Their onscreen résumés, however, are well-known to all: X-Files and Californication star David Duchovny, NCIS and Blue Bloods actor Jennifer Esposito, Brooklyn Nine-Nine’s scene-stealer Chelsea Peretti, Mad Men’s John Slattery, and George & Tammy and Man of Steel performer Michael Shannon. All of them are actors who have become filmmakers, and each has directed a new movie premiering at the Tribeca Film Festival, which runs through June 18 in New York City. By the end of the conversation, they no longer felt like strangers.

“I want to see all your movies,” Duchovny declared as the goodbyes began.

“I know! Same!” Peretti added, while Slattery and Shannon chimed in simultaneously with “Me too.”

“We need a van!” Linklater proposed. “We’ll all get the same van and just drive it to each other’s premieres.”

“I’m in,” Esposito said. “Let’s do it.”

Excerpts from a spirited conversation:

Connie (Odessa A’zion) and Rose (Emily Bader) are sisters growing up in an organized crime family in writer-director Jennifer Esposito’s Fresh Kills.

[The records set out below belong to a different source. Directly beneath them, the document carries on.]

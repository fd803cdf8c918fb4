#![forbid(unsafe_code)]

//! Owner/reader split over `Rc<RefCell<..>>`.
//!
//! # Failure Modes
//!
//! - **Re-entrant write**: calling [`Setter::set`] from inside a subscriber
//!   panics (RefCell borrow rules). Subscribers must only read.
//! - **Dead subscribers**: dropped [`Subscription`] guards leave `Weak`
//!   entries that are pruned on the next notification.

use std::cell::RefCell;
use std::fmt;
use std::rc::{Rc, Weak};

type CallbackRc<T> = Rc<dyn Fn(&T)>;
type CallbackWeak<T> = Weak<dyn Fn(&T)>;

struct Inner<T> {
    value: T,
    version: u64,
    subscribers: Vec<CallbackWeak<T>>,
}

/// Read-only handle. Clones share the same value.
pub struct State<T> {
    inner: Rc<RefCell<Inner<T>>>,
}

/// The only write handle for a [`State`].
pub struct Setter<T> {
    inner: Rc<RefCell<Inner<T>>>,
}

/// Create a value and its single setter.
pub fn state<T: Clone + PartialEq + 'static>(initial: T) -> (State<T>, Setter<T>) {
    let inner = Rc::new(RefCell::new(Inner {
        value: initial,
        version: 0,
        subscribers: Vec::new(),
    }));
    (
        State {
            inner: Rc::clone(&inner),
        },
        Setter { inner },
    )
}

impl<T> Clone for State<T> {
    fn clone(&self) -> Self {
        Self {
            inner: Rc::clone(&self.inner),
        }
    }
}

impl<T: fmt::Debug> fmt::Debug for State<T> {
    fn fmt(&self, f: &mut fmt::Formatter<'_>) -> fmt::Result {
        let inner = self.inner.borrow();
        f.debug_struct("State")
            .field("value", &inner.value)
            .field("version", &inner.version)
            .finish()
    }
}

impl<T: fmt::Debug> fmt::Debug for Setter<T> {
    fn fmt(&self, f: &mut fmt::Formatter<'_>) -> fmt::Result {
        f.debug_struct("Setter")
            .field("value", &self.inner.borrow().value)
            .finish()
    }
}

impl<T: Clone + PartialEq + 'static> State<T> {
    #[must_use]
    pub fn get(&self) -> T {
        self.inner.borrow().value.clone()
    }

    pub fn with<R>(&self, f: impl FnOnce(&T) -> R) -> R {
        f(&self.inner.borrow().value)
    }

    #[must_use]
    pub fn version(&self) -> u64 {
        self.inner.borrow().version
    }

    /// Run `callback` with the new value after every change.
    pub fn subscribe(&self, callback: impl Fn(&T) + 'static) -> Subscription {
        let strong: CallbackRc<T> = Rc::new(callback);
        self.inner
            .borrow_mut()
            .subscribers
            .push(Rc::downgrade(&strong));
        Subscription {
            _guard: Box::new(strong),
        }
    }

    #[must_use]
    pub fn subscriber_count(&self) -> usize {
        self.inner.borrow().subscribers.len()
    }
}

impl<T: Clone + PartialEq + 'static> Setter<T> {
    /// Write a value. Returns whether it changed.
    pub fn set(&self, value: T) -> bool {
        {
            let mut inner = self.inner.borrow_mut();
            if inner.value == value {
                return false;
            }
            inner.value = value;
            inner.version += 1;
        }
        self.notify();
        true
    }

    /// Modify in place. Returns whether the value changed.
    pub fn update(&self, f: impl FnOnce(&mut T)) -> bool {
        let changed = {
            let mut inner = self.inner.borrow_mut();
            let old = inner.value.clone();
            f(&mut inner.value);
            if inner.value == old {
                false
            } else {
                inner.version += 1;
                true
            }
        };
        if changed {
            self.notify();
        }
        changed
    }

    /// A read handle onto the same value.
    #[must_use]
    pub fn reader(&self) -> State<T> {
        State {
            inner: Rc::clone(&self.inner),
        }
    }

    fn notify(&self) {
        let callbacks: Vec<CallbackRc<T>> = {
            let mut inner = self.inner.borrow_mut();
            inner.subscribers.retain(|w| w.strong_count() > 0);
            inner.subscribers.iter().filter_map(Weak::upgrade).collect()
        };
        let value = self.inner.borrow().value.clone();
        for cb in &callbacks {
            cb(&value);
        }
    }
}

/// Keeps a subscriber alive; dropping it unsubscribes.
pub struct Subscription {
    _guard: Box<dyn std::any::Any>,
}

impl fmt::Debug for Subscription {
    fn fmt(&self, f: &mut fmt::Formatter<'_>) -> fmt::Result {
        f.debug_struct("Subscription").finish_non_exhaustive()
    }
}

Vanity Fair: All of you have busy careers as actors, but why was this particular story one you felt you had to direct yourself? Let’s start with you, Jennifer, and Fresh Kills—a look at the generations of women in a mob family.

Jennifer Esposito: It was something I saw growing up [on Staten Island.] I grew up around mafia families, and I noticed the daughters who were my age had this incredible rage, and it always haunted me. As much as I’m looking at the female point of view in a mafia world, it’s really more about finding a voice in any world that tells you not to have one. That’s what I’m trying to exorcise in this film. 

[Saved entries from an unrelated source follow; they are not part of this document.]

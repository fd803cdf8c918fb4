#![forbid(unsafe_code)]

//! The runtime surface a model mutates: viewport, layout, reveal
//! scheduler, composed styles and the outgoing effect queue.

use std::time::Duration;

use tracing::trace;

use crate::config::MotionConfig;
use crate::effect::Effect;
use crate::geometry::{ElementBox, LayoutMap, Viewport};
use crate::motion::{
    ObserveOutcome, ObserverId, ParallaxTrack, RevealScheduler, RevealSpec, ScopeId, StyleBook,
};

#[derive(Debug)]
pub struct Stage {
    config: MotionConfig,
    viewport: Viewport,
    layout: LayoutMap,
    scheduler: RevealScheduler,
    styles: StyleBook,
    effects: Vec<Effect>,
    needs_render: bool,
    now: Duration,
}

impl Stage {
    #[must_use]
    pub fn new(config: MotionConfig, viewport: Viewport) -> Self {
        Self {
            config,
            viewport,
            layout: LayoutMap::new(),
            scheduler: RevealScheduler::new(),
            styles: StyleBook::new(),
            effects: Vec::new(),
            needs_render: true,
            now: Duration::ZERO,
        }
    }

    #[must_use]
    pub fn config(&self) -> &MotionConfig {
        &self.config
    }

    #[must_use]
    pub fn viewport(&self) -> Viewport {
        self.viewport
    }

    #[must_use]
    pub fn layout(&self) -> &LayoutMap {
        &self.layout
    }

    /// Host timestamp of the current step.
    #[must_use]
    pub fn now(&self) -> Duration {
        self.now
    }

    pub(crate) fn set_now(&mut self, now: Duration) {
        self.now = now;
    }

    pub fn set_scroll(&mut self, y: f64) {
        self.viewport.scroll_y = y.max(0.0);
    }

    pub fn set_size(&mut self, width: f64, height: f64) {
        self.viewport.width = width;
        self.viewport.height = height;
    }

    pub fn update_layout(&mut self, boxes: impl IntoIterator<Item = (String, ElementBox)>) {
        self.layout.extend(boxes);
    }

    // -- Reveals ------------------------------------------------------------

    pub fn open_scope(&mut self, name: impl Into<String>) -> ScopeId {
        self.scheduler.open_scope(name)
    }

    pub fn reveal(&mut self, scope: ScopeId, spec: RevealSpec) -> Option<ObserverId> {
        self.scheduler.register(scope, spec, &mut self.styles)
    }

    pub fn track(&mut self, scope: ScopeId, track: ParallaxTrack) -> bool {
        self.scheduler.add_track(scope, track)
    }

    pub fn dispose_scope(&mut self, scope: ScopeId) -> bool {
        self.scheduler.dispose_scope(scope, &mut self.styles)
    }

    #[must_use]
    pub fn scheduler(&self) -> &RevealScheduler {
        &self.scheduler
    }

    #[must_use]
    pub fn styles(&self) -> &StyleBook {
        &self.styles
    }

    /// Check observers and scroll tracks against the current viewport.
    pub fn observe(&mut self) -> ObserveOutcome {
        let outcome = self.scheduler.observe(self.now, &self.viewport, &self.layout);
        self.scheduler
            .scroll_tracks(&self.viewport, &self.layout, &mut self.styles);
        outcome
    }

    /// Advance running tweens to the current time.
    pub fn advance(&mut self) {
        self.scheduler.advance(self.now, &mut self.styles);
    }

    // -- Effects ------------------------------------------------------------

    pub fn emit(&mut self, effect: Effect) {
        trace!(kind = effect.kind(), "effect queued");
        self.effects.push(effect);
    }

    /// Ask for the view to be rebuilt and sent to the host.
    pub fn invalidate(&mut self) {
        self.needs_render = true;
    }

    #[must_use]
    pub fn needs_render(&self) -> bool {
        self.needs_render
    }

    #[must_use]
    pub fn pending_effects(&self) -> &[Effect] {
        &self.effects
    }

    /// Drain queued effects. When `rendered` carries fresh markup it leads
    /// the batch, followed by a layout request and a replay of every
    /// composed style (the host's DOM was replaced).
    pub fn drain(&mut self, rendered: Option<String>) -> Vec<Effect> {
        let mut out = Vec::with_capacity(self.effects.len() + 4);
        if let Some(html) = rendered {
            self.needs_render = false;
            self.layout.clear();
            self.styles.mark_all_dirty();
            out.push(Effect::Render { html });
            out.push(Effect::MeasureLayout);
        }
        out.append(&mut self.effects);
        out.extend(
            self.styles
                .take_dirty()
                .into_iter()
                .map(|(target, frame)| Effect::Style {
                    target,
                    declarations: frame.declarations(),
                }),
        );
        out
    }
}

#[cfg(test)]
mod tests {
    use super::*;
    use crate::motion::{StyleFrame, Tween};

    fn stage() -> Stage {
        Stage::new(
            MotionConfig::default(),
            Viewport {
                width: 1280.0,
                height: 800.0,
                scroll_y: 0.0,
            },
        )
    }

    #[test]
    fn render_leads_the_batch() {
        let mut st = stage();
        let scope = st.open_scope("hero");
        st.reveal(
            scope,
            RevealSpec::animate(
                "title",
                st.config().default_start,
                vec![Tween::new(
                    "title",
                    StyleFrame::new().opacity(0.0),
                    StyleFrame::new().opacity(1.0),
                )],
            ),
        );
        st.emit(Effect::Relayout { target: "carousel".into() });
        let kinds: Vec<&str> = st
            .drain(Some("<main></main>".into()))
            .iter()
            .map(Effect::kind)
            .collect();
        assert_eq!(kinds, vec!["render", "measureLayout", "relayout", "style"]);
        assert!(!st.needs_render());
        assert!(st.drain(None).is_empty());
    }

    #[test]
    fn negative_scroll_clamps_to_zero() {
        let mut st = stage();
        st.set_scroll(-40.0);
        assert_eq!(st.viewport().scroll_y, 0.0);
    }

    #[test]
    fn disposed_scope_emits_nothing() {
        let mut st = stage();
        let scope = st.open_scope("about");
        st.track(
            scope,
            ParallaxTrack::through_viewport(
                "img",
                "grid",
                crate::motion::ScalarProp::YPercent,
                -6.0,
                6.0,
            ),
        );
        st.update_layout([("grid".to_string(), ElementBox { top: 900.0, height: 300.0 })]);
        st.observe();
        assert_eq!(st.drain(None).len(), 1);
        st.dispose_scope(scope);
        st.set_scroll(500.0);
        st.observe();
        st.advance();
        assert!(st.drain(None).is_empty());
    }
}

It’s something that I felt when I started to send around the script. I had a few men that wanted to direct it, and I knew it would’ve been an easier road. A female executive at Netflix said, “Absolutely not. You have to go and do this.” It was very long and very hard. I definitely lost a few years of my life on this journey, but this is more than the mafia genre has shown before from the female perspective.

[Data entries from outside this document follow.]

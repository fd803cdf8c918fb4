#![forbid(unsafe_code)]

//! Document metadata and standalone HTML export.

use casa_content::ContentStore;
use casa_i18n::{Language, TranslationBundle};
use casa_render::{Document, el, render_document};
use casa_runtime::Effect;
use tracing::debug;

use crate::context::{UiState, ViewCtx, bundle_or_empty};
use crate::pages;
use crate::route::Route;

/// Title, description, `lang` and `dir` for the document root.
///
/// `lang` is `he` for Hebrew and `en` for everything else.
#[must_use]
pub fn metadata_effect(lang: Language, t: &TranslationBundle) -> Effect {
    Effect::Document {
        title: t.site_title.clone(),
        description: t.site_description.clone(),
        lang: lang.document_lang().to_owned(),
        dir: lang.direction().as_str().to_owned(),
    }
}

/// UI state for a page nobody has interacted with, counters at rest on
/// their targets.
#[must_use]
pub fn resting_ui(store: &ContentStore) -> UiState {
    UiState {
        stat_values: store.site().about.stats.iter().map(|s| s.value).collect(),
        selected_category: store.menu_catalog().first().id.clone(),
        ..UiState::default()
    }
}

/// Output file name for an exported page, e.g. `menu.en.html`.
#[must_use]
pub fn export_file_name(route: Route, lang: Language) -> String {
    let stem = match route {
        Route::Home => "index",
        Route::Menu => "menu",
    };
    format!("{stem}.{}.html", lang.code())
}

/// Render `route` in `lang` as a complete HTML document.
///
/// `base_path` replaces the configured deployment prefix when given.
#[must_use]
pub fn export_page(
    store: &ContentStore,
    route: Route,
    lang: Language,
    base_path: Option<&str>,
) -> String {
    let mut site = store.site().clone();
    if let Some(base) = base_path {
        site.base_path = base.to_owned();
    }
    let ui = resting_ui(store);
    let t = bundle_or_empty(store, lang);
    let ctx = ViewCtx {
        lang,
        t,
        site: &site,
        menu: store.menu_catalog(),
        ui: &ui,
    };
    let icon = el("link")
        .attr("rel", "icon")
        .attr("href", site.asset_path(&site.hero.logo));
    let html = render_document(&Document {
        lang: lang.document_lang(),
        dir: lang.direction().as_str(),
        title: &t.site_title,
        description: &t.site_description,
        head: vec![icon.into()],
        body: pages::render(route, &ctx),
    });
    debug!(route = %route, language = %lang, bytes = html.len(), "page exported");
    html
}

#[cfg(test)]
mod tests {
    use super::*;

    #[test]
    fn file_names() {
        assert_eq!(export_file_name(Route::Home, Language::He), "index.he.html");
        assert_eq!(export_file_name(Route::Menu, Language::Pt), "menu.pt.html");
    }

    #[test]
    fn metadata_for_hebrew_and_portuguese() {
        let t = TranslationBundle {
            site_title: "Casa".into(),
            ..TranslationBundle::default()
        };
        let Effect::Document { lang, dir, title, .. } = metadata_effect(Language::He, &t) else {
            panic!("expected a document effect");
        };
        assert_eq!((lang.as_str(), dir.as_str(), title.as_str()), ("he", "rtl", "Casa"));
        let Effect::Document { lang, dir, .. } = metadata_effect(Language::Pt, &t) else {
            panic!("expected a document effect");
        };
        assert_eq!((lang.as_str(), dir.as_str()), ("en", "ltr"));
    }
}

David, how about you? In Bucky F*cking Dent you also play a grizzled, dying father obsessed with the Red Sox finally winning the World Series.  

David Duchovny: I wanted to make an old-fashioned movie where you laugh and you cry. I wrote it as a screenplay more than 10 years ago, and then I couldn’t get it made, so I wrote it as a novel. Then, I re-wrote it as a screenplay from the novel. I’ve been living with the story for a while. In fact, when I wrote it, I had written the son character for myself, and I aged out of it in the years that I’ve been trying to make it. Now I’m playing the father. About four years ago, I was ready to go as the son, and I just said, “It’s not tenable anymore to try to play this guy.” It’s like playing Hamlet at 55. It’s just not going to work. It’s like, “Stop whining already!” 

David Duchovny as an ailing father in Bucky F*cking Dent, which he directed from his own novel.

Did you have any conflicted feelings about directing an adaptation of your own book? You sometimes hear novelists say, “I don’t want to be the doctor who does surgery on my own child.”

Duchovny: I did, and I have other novels that I want to make as films, but I wouldn’t adapt them because they started life as novels. I’m not able to address my work in that way to turn it back into the screenplay unless I’m forced to.